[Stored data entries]
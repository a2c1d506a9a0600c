//! WebAssembly bindings via wasm-bindgen for browser integration.
//!
//! This module is only compiled when the `web` feature is enabled.
//!
//! # Usage
//!
//! Build with wasm-pack:
//! ```bash
//! wasm-pack build --target web --features web
//! ```
//!
//! # JavaScript Example
//!
//! ```javascript
//! import init, { sortviz_init, SortvizConfig, SortvizVisualizer } from './sortviz.js';
//!
//! await init();
//! sortviz_init();
//!
//! const viz = new SortvizVisualizer();
//! const config = new SortvizConfig();
//! config.sample_count = 40;
//! viz.start(config);
//!
//! function frame(dt) {
//!     viz.tick(dt);
//!     draw(viz.bar_positions(), viz.bar_heights(), viz.highlighted());
//! }
//! ```
//!
//! Bars are read back every frame instead of being pushed through
//! callbacks; the browser side owns drawing.

use wasm_bindgen::prelude::*;

use crate::engine::Engine;
use crate::stage::HeadlessStage;
use crate::state::EngineReadback;

// ═══════════════════════════════════════════════════════════════════════════
// Initialization
// ═══════════════════════════════════════════════════════════════════════════

/// Initialize the wasm module. Call this once before using any other functions.
/// Sets up panic hooks and console logging.
#[wasm_bindgen]
pub fn sortviz_init() {
    console_error_panic_hook::set_once();
    console_log::init_with_level(log::Level::Debug).ok();
}

// ═══════════════════════════════════════════════════════════════════════════
// Configuration
// ═══════════════════════════════════════════════════════════════════════════

/// The C run configuration, exported to JavaScript as a class.
pub use crate::ffi::SortvizConfig;

#[wasm_bindgen]
impl SortvizConfig {
    /// Create a new configuration with default values.
    #[wasm_bindgen(constructor)]
    pub fn new() -> Self {
        Self::default()
    }
}

// ═══════════════════════════════════════════════════════════════════════════
// Readback Data
// ═══════════════════════════════════════════════════════════════════════════

/// Readback data from the engine (for status displays).
#[wasm_bindgen]
#[derive(Clone, Copy, Default)]
pub struct SortvizReadback {
    /// Zero when there is no run.
    pub run_id: u64,
    /// 0 idle, 1 forward, 2 awaiting swap, 3 backward, 4 done.
    pub phase: u8,
    pub left_bound: u32,
    pub right_bound: u32,
    pub animation_in_flight: bool,
    pub comparisons: u64,
    pub swaps: u64,
    pub bar_count: u32,
    pub elapsed: f64,
    pub running: bool,
    pub exit_requested: bool,
}

impl From<EngineReadback> for SortvizReadback {
    fn from(r: EngineReadback) -> Self {
        Self {
            run_id: r.run_id.unwrap_or(0),
            phase: r.phase.as_u8(),
            left_bound: r.left_bound as u32,
            right_bound: r.right_bound as u32,
            animation_in_flight: r.animation_in_flight,
            comparisons: r.comparisons,
            swaps: r.swaps,
            bar_count: r.bar_count as u32,
            elapsed: r.elapsed,
            running: r.is_running(),
            exit_requested: r.exit_requested,
        }
    }
}

// ═══════════════════════════════════════════════════════════════════════════
// Visualizer
// ═══════════════════════════════════════════════════════════════════════════

/// Engine handle driven from `requestAnimationFrame`.
#[wasm_bindgen]
pub struct SortvizVisualizer {
    inner: Engine,
    stage: HeadlessStage,
}

#[wasm_bindgen]
impl SortvizVisualizer {
    #[wasm_bindgen(constructor)]
    pub fn new() -> SortvizVisualizer {
        SortvizVisualizer {
            inner: Engine::new(),
            stage: HeadlessStage,
        }
    }

    // ─────────────────────────────────────────────────────────────────────────
    // Run Control
    // ─────────────────────────────────────────────────────────────────────────

    /// Start (or restart) a run. Returns the run id.
    pub fn start(&mut self, config: SortvizConfig) -> Result<u64, JsValue> {
        self.inner
            .start(config.into(), &mut self.stage)
            .map_err(|e| JsValue::from_str(&e.to_string()))
    }

    /// Start again with the last accepted configuration.
    pub fn restart(&mut self) -> Result<u64, JsValue> {
        self.inner
            .restart(&mut self.stage)
            .map_err(|e| JsValue::from_str(&e.to_string()))
    }

    /// Abort the current run. Returns `false` if nothing was running.
    pub fn cancel(&mut self) -> bool {
        self.inner.cancel(&mut self.stage)
    }

    pub fn set_speed(&mut self, speed: f32) {
        self.inner.set_speed(speed);
    }

    /// Cancel the current run and flag the page to tear down.
    pub fn exit(&mut self) {
        self.inner.request_exit(&mut self.stage);
    }

    /// Advance by one frame of `delta` seconds.
    pub fn tick(&mut self, delta: f32) {
        self.inner.tick(delta, &mut self.stage);
    }

    // ─────────────────────────────────────────────────────────────────────────
    // Readback
    // ─────────────────────────────────────────────────────────────────────────

    pub fn get_readback(&self) -> SortvizReadback {
        self.inner.readback().into()
    }

    pub fn exit_requested(&self) -> bool {
        self.inner.exit_requested()
    }

    /// Current array, in slot order.
    pub fn values(&self) -> Vec<i32> {
        self.inner.data().to_vec()
    }

    /// Horizontal position of each bar, in slot order.
    pub fn bar_positions(&self) -> Vec<f32> {
        self.inner.bars().iter().map(|bar| bar.x).collect()
    }

    pub fn bar_heights(&self) -> Vec<f32> {
        self.inner.bars().iter().map(|bar| bar.height).collect()
    }

    /// 1 for highlighted bars, 0 otherwise, in slot order.
    pub fn highlighted(&self) -> Vec<u8> {
        self.inner
            .bars()
            .iter()
            .map(|bar| bar.highlighted as u8)
            .collect()
    }
}

impl Default for SortvizVisualizer {
    fn default() -> Self {
        Self::new()
    }
}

Prompt ->
Each entry above must be repeated exactly, with nothing dropped.

Reply to the task ->
repository a2c1d506a9a0600c
//! WebAssembly bindings via wasm-bindgen for browser integration.
//!
//! This module is only compiled when the `web` feature is enabled.
//!
//! # Usage
//!
//! Build with wasm-pack:
//! ```bash
//! wasm-pack build --target web --features web
//! ```
//!
//! # JavaScript Example
//!
//! ```javascript
//! import init, { sortviz_init, SortvizConfig, SortvizVisualizer } from './sortviz.js';
//!
//! await init();
//! sortviz_init();
//!
//! const viz = new SortvizVisualizer();
//! const config = new SortvizConfig();
//! config.sample_count = 40;
//! viz.start(config);
//!
//! function frame(dt) {
//!     viz.tick(dt);
//!     draw(viz.bar_positions(), viz.bar_heights(), viz.highlighted());
//! }
//! ```
//!
//! Bars are read back every frame instead of being pushed through
//! callbacks; the browser side owns drawing.

use wasm_bindgen::prelude::*;

use crate::engine::Engine;
use crate::stage::HeadlessStage;
use crate::state::EngineReadback;

// ═══════════════════════════════════════════════════════════════════════════
// Initialization
// ═══════════════════════════════════════════════════════════════════════════

/// Initialize the wasm module. Call this once before using any other functions.
/// Sets up panic hooks and console logging.
#[wasm_bindgen]
pub fn sortviz_init() {
    console_error_panic_hook::set_once();
    console_log::init_with_level(log::Level::Debug).ok();
}

// ═══════════════════════════════════════════════════════════════════════════
// Configuration
// ═══════════════════════════════════════════════════════════════════════════

/// The C run configuration, exported to JavaScript as a class.
pub use crate::ffi::SortvizConfig;

#[wasm_bindgen]
impl SortvizConfig {
    /// Create a new configuration with default values.
    #[wasm_bindgen(constructor)]
    pub fn new() -> Self {
        Self::default()
    }
}

// ═══════════════════════════════════════════════════════════════════════════
// Readback Data
// ═══════════════════════════════════════════════════════════════════════════

/// Readback data from the engine (for status displays).
#[wasm_bindgen]
#[derive(Clone, Copy, Default)]
pub struct SortvizReadback {
    /// Zero when there is no run.
    pub run_id: u64,
    /// 0 idle, 1 forward, 2 awaiting swap, 3 backward, 4 done.
    pub phase: u8,
    pub left_bound: u32,
    pub right_bound: u32,
    pub animation_in_flight: bool,
    pub comparisons: u64,
    pub swaps: u64,
    pub bar_count: u32,
    pub elapsed: f64,
    pub running: bool,
    pub exit_requested: bool,
}

impl From<EngineReadback> for SortvizReadback {
    fn from(r: EngineReadback) -> Self {
        Self {
            run_id: r.run_id.unwrap_or(0),
            phase: r.phase.as_u8(),
            left_bound: r.left_bound as u32,
            right_bound: r.right_bound as u32,
            animation_in_flight: r.animation_in_flight,
            comparisons: r.comparisons,
            swaps: r.swaps,
            bar_count: r.bar_count as u32,
            elapsed: r.elapsed,
            running: r.is_running(),
            exit_requested: r.exit_requested,
        }
    }
}

// ═══════════════════════════════════════════════════════════════════════════
// Visualizer
// ═══════════════════════════════════════════════════════════════════════════

/// Engine handle driven from `requestAnimationFrame`.
#[wasm_bindgen]
pub struct SortvizVisualizer {
    inner: Engine,
    stage: HeadlessStage,
}

#[wasm_bindgen]
impl SortvizVisualizer {
    #[wasm_bindgen(constructor)]
    pub fn new() -> SortvizVisualizer {
        SortvizVisualizer {
            inner: Engine::new(),
            stage: HeadlessStage,
        }
    }

    // ─────────────────────────────────────────────────────────────────────────
    // Run Control
    // ─────────────────────────────────────────────────────────────────────────

    /// Start (or restart) a run. Returns the run id.
    pub fn start(&mut self, config: SortvizConfig) -> Result<u64, JsValue> {
        self.inner
            .start(config.into(), &mut self.stage)
            .map_err(|e| JsValue::from_str(&e.to_string()))
    }

    /// Start again with the last accepted configuration.
    pub fn restart(&mut self) -> Result<u64, JsValue> {
        self.inner
            .restart(&mut self.stage)
            .map_err(|e| JsValue::from_str(&e.to_string()))
    }

    /// Abort the current run. Returns `false` if nothing was running.
    pub fn cancel(&mut self) -> bool {
        self.inner.cancel(&mut self.stage)
    }

    pub fn set_speed(&mut self, speed: f32) {
        self.inner.set_speed(speed);
    }

    /// Cancel the current run and flag the page to tear down.
    pub fn exit(&mut self) {
        self.inner.request_exit(&mut self.stage);
    }

    /// Advance by one frame of `delta` seconds.
    pub fn tick(&mut self, delta: f32) {
        self.inner.tick(delta, &mut self.stage);
    }

    // ─────────────────────────────────────────────────────────────────────────
    // Readback
    // ─────────────────────────────────────────────────────────────────────────

    pub fn get_readback(&self) -> SortvizReadback {
        self.inner.readback().into()
    }

    pub fn exit_requested(&self) -> bool {
        self.inner.exit_requested()
    }

    /// Current array, in slot order.
    pub fn values(&self) -> Vec<i32> {
        self.inner.data().to_vec()
    }

    /// Horizontal position of each bar, in slot order.
    pub fn bar_positions(&self) -> Vec<f32> {
        self.inner.bars().iter().map(|bar| bar.x).collect()
    }

    pub fn bar_heights(&self) -> Vec<f32> {
        self.inner.bars().iter().map(|bar| bar.height).collect()
    }

    /// 1 for highlighted bars, 0 otherwise, in slot order.
    pub fn highlighted(&self) -> Vec<u8> {
        self.inner
            .bars()
            .iter()
            .map(|bar| bar.highlighted as u8)
            .collect()
    }
}

impl Default for SortvizVisualizer {
    fn default() -> Self {
        Self::new()
    }
}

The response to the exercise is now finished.